Task input —
┌──

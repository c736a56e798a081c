use axum::{
    http::StatusCode,
    response::{IntoResponse, Response},
    Json,
};
use serde_json::json;

/// Application-level errors
#[derive(thiserror::Error, Debug)]
pub enum AppError {
    /// Request payload missing, empty or otherwise unusable
    #[error("Invalid input: {0}")]
    InvalidInput(String),

    /// Failure while aggregating popularity, vectorizing or ranking
    #[error("Computation error: {0}")]
    Computation(String),

    #[error("Not found: {0}")]
    NotFound(String),

    /// Genre catalog could not be loaded at startup
    #[error("Catalog error: {0}")]
    Catalog(String),
}

impl IntoResponse for AppError {
    fn into_response(self) -> Response {
        let (status, message) = match self {
            AppError::InvalidInput(msg) => (StatusCode::BAD_REQUEST, msg),
            AppError::NotFound(msg) => (StatusCode::NOT_FOUND, msg),
            AppError::Computation(msg) => (StatusCode::INTERNAL_SERVER_ERROR, msg),
            AppError::Catalog(_) => (StatusCode::INTERNAL_SERVER_ERROR, self.to_string()),
        };

        if status.is_server_error() {
            tracing::error!(status = %status, error = %message, "Request failed");
        }

        let body = Json(json!({
            "error": message
        }));

        (status, body).into_response()
    }
}

pub type AppResult<T> = Result<T, AppError>;
use axum::http::{HeaderName, HeaderValue, StatusCode};
use axum_test::TestServer;
use serde_json::{json, Value};

use genre_compass::api::{create_router, AppState};
use genre_compass::config::Config;
use genre_compass::models::GenreCatalog;

fn create_test_server_with(config: Config) -> TestServer {
    let catalog = GenreCatalog::new(["pop", "pop-rock", "indie-pop", "jazz"]);
    let state = AppState::new(catalog, &config).unwrap();
    let app = create_router(state);
    TestServer::new(app).unwrap()
}

fn create_test_server() -> TestServer {
    create_test_server_with(Config::default())
}

#[tokio::test]
async fn test_health_check() {
    let server = create_test_server();
    let response = server.get("/health").await;
    response.assert_status_ok();
    let body: Value = response.json();
    assert_eq!(body["status"], "healthy");
    assert_eq!(body["genres"], 4);
}

#[tokio::test]
async fn test_list_genres_in_catalog_order() {
    let server = create_test_server();
    let response = server.get("/genres").await;
    response.assert_status_ok();
    let body: Value = response.json();
    assert_eq!(body["count"], 4);
    assert_eq!(body["genres"], json!(["pop", "pop-rock", "indie-pop", "jazz"]));
}

#[tokio::test]
async fn test_get_genre_hierarchy() {
    let server = create_test_server();

    let response = server.get("/genres/pop").await;
    response.assert_status_ok();
    let body: Value = response.json();
    assert_eq!(body["children"], json!(["pop-rock"]));
    assert_eq!(body["parents"], json!([]));
    assert_eq!(body["root"], true);

    let response = server.get("/genres/pop-rock").await;
    let body: Value = response.json();
    assert_eq!(body["parents"], json!(["pop"]));
    assert_eq!(body["root"], false);
}

#[tokio::test]
async fn test_get_unknown_genre() {
    let server = create_test_server();
    let response = server.get("/genres/zydeco").await;
    response.assert_status(StatusCode::NOT_FOUND);
}

#[tokio::test]
async fn test_recommend_genre() {
    let server = create_test_server();

    let response = server
        .post("/recommend-genre")
        .json(&json!({
            "artist1": { "genres": ["pop"], "popularity": 50 }
        }))
        .await;

    response.assert_status_ok();
    let body: Value = response.json();
    assert_eq!(
        body["genreRecommendation"],
        json!(["pop-rock", "indie-pop", "jazz"])
    );
}

#[tokio::test]
async fn test_recommend_genre_respects_top_n() {
    let server = create_test_server();

    let response = server
        .post("/recommend-genre")
        .add_query_param("top_n", 1)
        .json(&json!({
            "artist1": { "genres": ["pop"], "popularity": 50 }
        }))
        .await;

    response.assert_status_ok();
    let body: Value = response.json();
    assert_eq!(body["genreRecommendation"], json!(["pop-rock"]));
}

#[tokio::test]
async fn test_recommend_genre_zero_top_n() {
    let server = create_test_server();

    let response = server
        .post("/recommend-genre")
        .add_query_param("top_n", 0)
        .json(&json!({
            "artist1": { "genres": ["pop"], "popularity": 50 }
        }))
        .await;

    response.assert_status(StatusCode::BAD_REQUEST);
}

#[tokio::test]
async fn test_recommend_genre_non_numeric_top_n() {
    let server = create_test_server();

    let response = server
        .post("/recommend-genre")
        .add_query_param("top_n", "abc")
        .json(&json!({
            "artist1": { "genres": ["pop"], "popularity": 50 }
        }))
        .await;

    response.assert_status(StatusCode::BAD_REQUEST);
    let body: Value = response.json();
    assert_eq!(body["error"], "top_n must be a positive integer");
}

#[tokio::test]
async fn test_recommend_genre_huge_top_n() {
    let server = create_test_server();

    let response = server
        .post("/recommend-genre")
        .add_query_param("top_n", 1usize << 50)
        .json(&json!({
            "artist1": { "genres": ["pop"], "popularity": 50 }
        }))
        .await;

    response.assert_status_ok();
    let body: Value = response.json();
    assert_eq!(
        body["genreRecommendation"],
        json!(["pop-rock", "indie-pop", "jazz"])
    );
}

#[tokio::test]
async fn test_recommend_genre_with_cached_vector_space() {
    let server = create_test_server_with(Config {
        vector_space_cache: true,
        ..Config::default()
    });

    let response = server
        .post("/recommend-genre")
        .json(&json!({
            "artist1": { "genres": ["pop"], "popularity": 50 }
        }))
        .await;

    response.assert_status_ok();
    let body: Value = response.json();
    assert_eq!(
        body["genreRecommendation"],
        json!(["pop-rock", "indie-pop", "jazz"])
    );
}

#[tokio::test]
async fn test_recommend_genre_no_new_genres() {
    let server = create_test_server();

    let response = server
        .post("/recommend-genre")
        .json(&json!({
            "artist1": { "genres": ["polka"], "popularity": 30 }
        }))
        .await;

    response.assert_status_ok();
    let body: Value = response.json();
    assert_eq!(body["message"], "No new genres to recommend");
    assert!(body.get("genreRecommendation").is_none());
}

#[tokio::test]
async fn test_recommend_genre_empty_payload() {
    let server = create_test_server();

    let response = server.post("/recommend-genre").json(&json!({})).await;
    response.assert_status(StatusCode::BAD_REQUEST);
    let body: Value = response.json();
    assert_eq!(body["error"], "No data provided");
}

#[tokio::test]
async fn test_recommend_genre_missing_body() {
    let server = create_test_server();
    let response = server.post("/recommend-genre").await;
    response.assert_status(StatusCode::BAD_REQUEST);
}

#[tokio::test]
async fn test_recommend_genre_malformed_record() {
    let server = create_test_server();

    let response = server
        .post("/recommend-genre")
        .json(&json!({
            "artist1": { "genres": ["pop"] }
        }))
        .await;

    response.assert_status(StatusCode::INTERNAL_SERVER_ERROR);
    let body: Value = response.json();
    assert!(body["error"].as_str().unwrap().contains("artist1"));
}

#[tokio::test]
async fn test_request_id_is_echoed() {
    let server = create_test_server();
    let request_id = "3f2b8c1e-9d4a-4e6b-8f7c-2a1d5e9b0c34";

    let response = server
        .get("/health")
        .add_header(
            HeaderName::from_static("x-request-id"),
            HeaderValue::from_static(request_id),
        )
        .await;

    response.assert_status_ok();
    assert_eq!(response.header("x-request-id"), request_id);
}

#[tokio::test]
async fn test_request_id_is_generated() {
    let server = create_test_server();
    let response = server.get("/health").await;
    let header = response.header("x-request-id");
    assert!(uuid::Uuid::parse_str(header.to_str().unwrap()).is_ok());
}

└──

Exercise requirements —
Each line above needs to be returned exactly as it is.

Response —
repository c736a56e798a081c
use axum::{
    http::StatusCode,
    response::{IntoResponse, Response},
    Json,
};
use serde_json::json;

/// Application-level errors
#[derive(thiserror::Error, Debug)]
pub enum AppError {
    /// Request payload missing, empty or otherwise unusable
    #[error("Invalid input: {0}")]
    InvalidInput(String),

    /// Failure while aggregating popularity, vectorizing or ranking
    #[error("Computation error: {0}")]
    Computation(String),

    #[error("Not found: {0}")]
    NotFound(String),

    /// Genre catalog could not be loaded at startup
    #[error("Catalog error: {0}")]
    Catalog(String),
}

impl IntoResponse for AppError {
    fn into_response(self) -> Response {
        let (status, message) = match self {
            AppError::InvalidInput(msg) => (StatusCode::BAD_REQUEST, msg),
            AppError::NotFound(msg) => (StatusCode::NOT_FOUND, msg),
            AppError::Computation(msg) => (StatusCode::INTERNAL_SERVER_ERROR, msg),
            AppError::Catalog(_) => (StatusCode::INTERNAL_SERVER_ERROR, self.to_string()),
        };

        if status.is_server_error() {
            tracing::error!(status = %status, error = %message, "Request failed");
        }

        let body = Json(json!({
            "error": message
        }));

        (status, body).into_response()
    }
}

pub type AppResult<T> = Result<T, AppError>;
use axum::http::{HeaderName, HeaderValue, StatusCode};
use axum_test::TestServer;
use serde_json::{json, Value};

use genre_compass::api::{create_router, AppState};
use genre_compass::config::Config;
use genre_compass::models::GenreCatalog;

fn create_test_server_with(config: Config) -> TestServer {
    let catalog = GenreCatalog::new(["pop", "pop-rock", "indie-pop", "jazz"]);
    let state = AppState::new(catalog, &config).unwrap();
    let app = create_router(state);
    TestServer::new(app).unwrap()
}

fn create_test_server() -> TestServer {
    create_test_server_with(Config::default())
}

#[tokio::test]
async fn test_health_check() {
    let server = create_test_server();
    let response = server.get("/health").await;
    response.assert_status_ok();
    let body: Value = response.json();
    assert_eq!(body["status"], "healthy");
    assert_eq!(body["genres"], 4);
}

#[tokio::test]
async fn test_list_genres_in_catalog_order() {
    let server = create_test_server();
    let response = server.get("/genres").await;
    response.assert_status_ok();
    let body: Value = response.json();
    assert_eq!(body["count"], 4);
    assert_eq!(body["genres"], json!(["pop", "pop-rock", "indie-pop", "jazz"]));
}

#[tokio::test]
async fn test_get_genre_hierarchy() {
    let server = create_test_server();

    let response = server.get("/genres/pop").await;
    response.assert_status_ok();
    let body: Value = response.json();
    assert_eq!(body["children"], json!(["pop-rock"]));
    assert_eq!(body["parents"], json!([]));
    assert_eq!(body["root"], true);

    let response = server.get("/genres/pop-rock").await;
    let body: Value = response.json();
    assert_eq!(body["parents"], json!(["pop"]));
    assert_eq!(body["root"], false);
}

#[tokio::test]
async fn test_get_unknown_genre() {
    let server = create_test_server();
    let response = server.get("/genres/zydeco").await;
    response.assert_status(StatusCode::NOT_FOUND);
}

#[tokio::test]
async fn test_recommend_genre() {
    let server = create_test_server();

    let response = server
        .post("/recommend-genre")
        .json(&json!({
            "artist1": { "genres": ["pop"], "popularity": 50 }
        }))
        .await;

    response.assert_status_ok();
    let body: Value = response.json();
    assert_eq!(
        body["genreRecommendation"],
        json!(["pop-rock", "indie-pop", "jazz"])
    );
}

#[tokio::test]
async fn test_recommend_genre_respects_top_n() {
    let server = create_test_server();

    let response = server
        .post("/recommend-genre")
        .add_query_param("top_n", 1)
        .json(&json!({
            "artist1": { "genres": ["pop"], "popularity": 50 }
        }))
        .await;

    response.assert_status_ok();
    let body: Value = response.json();
    assert_eq!(body["genreRecommendation"], json!(["pop-rock"]));
}

#[tokio::test]
async fn test_recommend_genre_zero_top_n() {
    let server = create_test_server();

    let response = server
        .post("/recommend-genre")
        .add_query_param("top_n", 0)
        .json(&json!({
            "artist1": { "genres": ["pop"], "popularity": 50 }
        }))
        .await;

    response.assert_status(StatusCode::BAD_REQUEST);
}

#[tokio::test]
async fn test_recommend_genre_non_numeric_top_n() {
    let server = create_test_server();

    let response = server
        .post("/recommend-genre")
        .add_query_param("top_n", "abc")
        .json(&json!({
            "artist1": { "genres": ["pop"], "popularity": 50 }
        }))
        .await;

    response.assert_status(StatusCode::BAD_REQUEST);
    let body: Value = response.json();
    assert_eq!(body["error"], "top_n must be a positive integer");
}

#[tokio::test]
async fn test_recommend_genre_huge_top_n() {
    let server = create_test_server();

    let response = server
        .post("/recommend-genre")
        .add_query_param("top_n", 1usize << 50)
        .json(&json!({
            "artist1": { "genres": ["pop"], "popularity": 50 }
        }))
        .await;

    response.assert_status_ok();
    let body: Value = response.json();
    assert_eq!(
        body["genreRecommendation"],
        json!(["pop-rock", "indie-pop", "jazz"])
    );
}

#[tokio::test]
async fn test_recommend_genre_with_cached_vector_space() {
    let server = create_test_server_with(Config {
        vector_space_cache: true,
        ..Config::default()
    });

    let response = server
        .post("/recommend-genre")
        .json(&json!({
            "artist1": { "genres": ["pop"], "popularity": 50 }
        }))
        .await;

    response.assert_status_ok();
    let body: Value = response.json();
    assert_eq!(
        body["genreRecommendation"],
        json!(["pop-rock", "indie-pop", "jazz"])
    );
}

#[tokio::test]
async fn test_recommend_genre_no_new_genres() {
    let server = create_test_server();

    let response = server
        .post("/recommend-genre")
        .json(&json!({
            "artist1": { "genres": ["polka"], "popularity": 30 }
        }))
        .await;

    response.assert_status_ok();
    let body: Value = response.json();
    assert_eq!(body["message"], "No new genres to recommend");
    assert!(body.get("genreRecommendation").is_none());
}

#[tokio::test]
async fn test_recommend_genre_empty_payload() {
    let server = create_test_server();

    let response = server.post("/recommend-genre").json(&json!({})).await;
    response.assert_status(StatusCode::BAD_REQUEST);
    let body: Value = response.json();
    assert_eq!(body["error"], "No data provided");
}

#[tokio::test]
async fn test_recommend_genre_missing_body() {
    let server = create_test_server();
    let response = server.post("/recommend-genre").await;
    response.assert_status(StatusCode::BAD_REQUEST);
}

#[tokio::test]
async fn test_recommend_genre_malformed_record() {
    let server = create_test_server();

    let response = server
        .post("/recommend-genre")
        .json(&json!({
            "artist1": { "genres": ["pop"] }
        }))
        .await;

    response.assert_status(StatusCode::INTERNAL_SERVER_ERROR);
    let body: Value = response.json();
    assert!(body["error"].as_str().unwrap().contains("artist1"));
}

#[tokio::test]
async fn test_request_id_is_echoed() {
    let server = create_test_server();
    let request_id = "3f2b8c1e-9d4a-4e6b-8f7c-2a1d5e9b0c34";

    let response = server
        .get("/health")
        .add_header(
            HeaderName::from_static("x-request-id"),
            HeaderValue::from_static(request_id),
        )
        .await;

    response.assert_status_ok();
    assert_eq!(response.header("x-request-id"), request_id);
}

#[tokio::test]
async fn test_request_id_is_generated() {
    let server = create_test_server();
    let response = server.get("/health").await;
    let header = response.header("x-request-id");
    assert!(uuid::Uuid::parse_str(header.to_str().unwrap()).is_ok());
}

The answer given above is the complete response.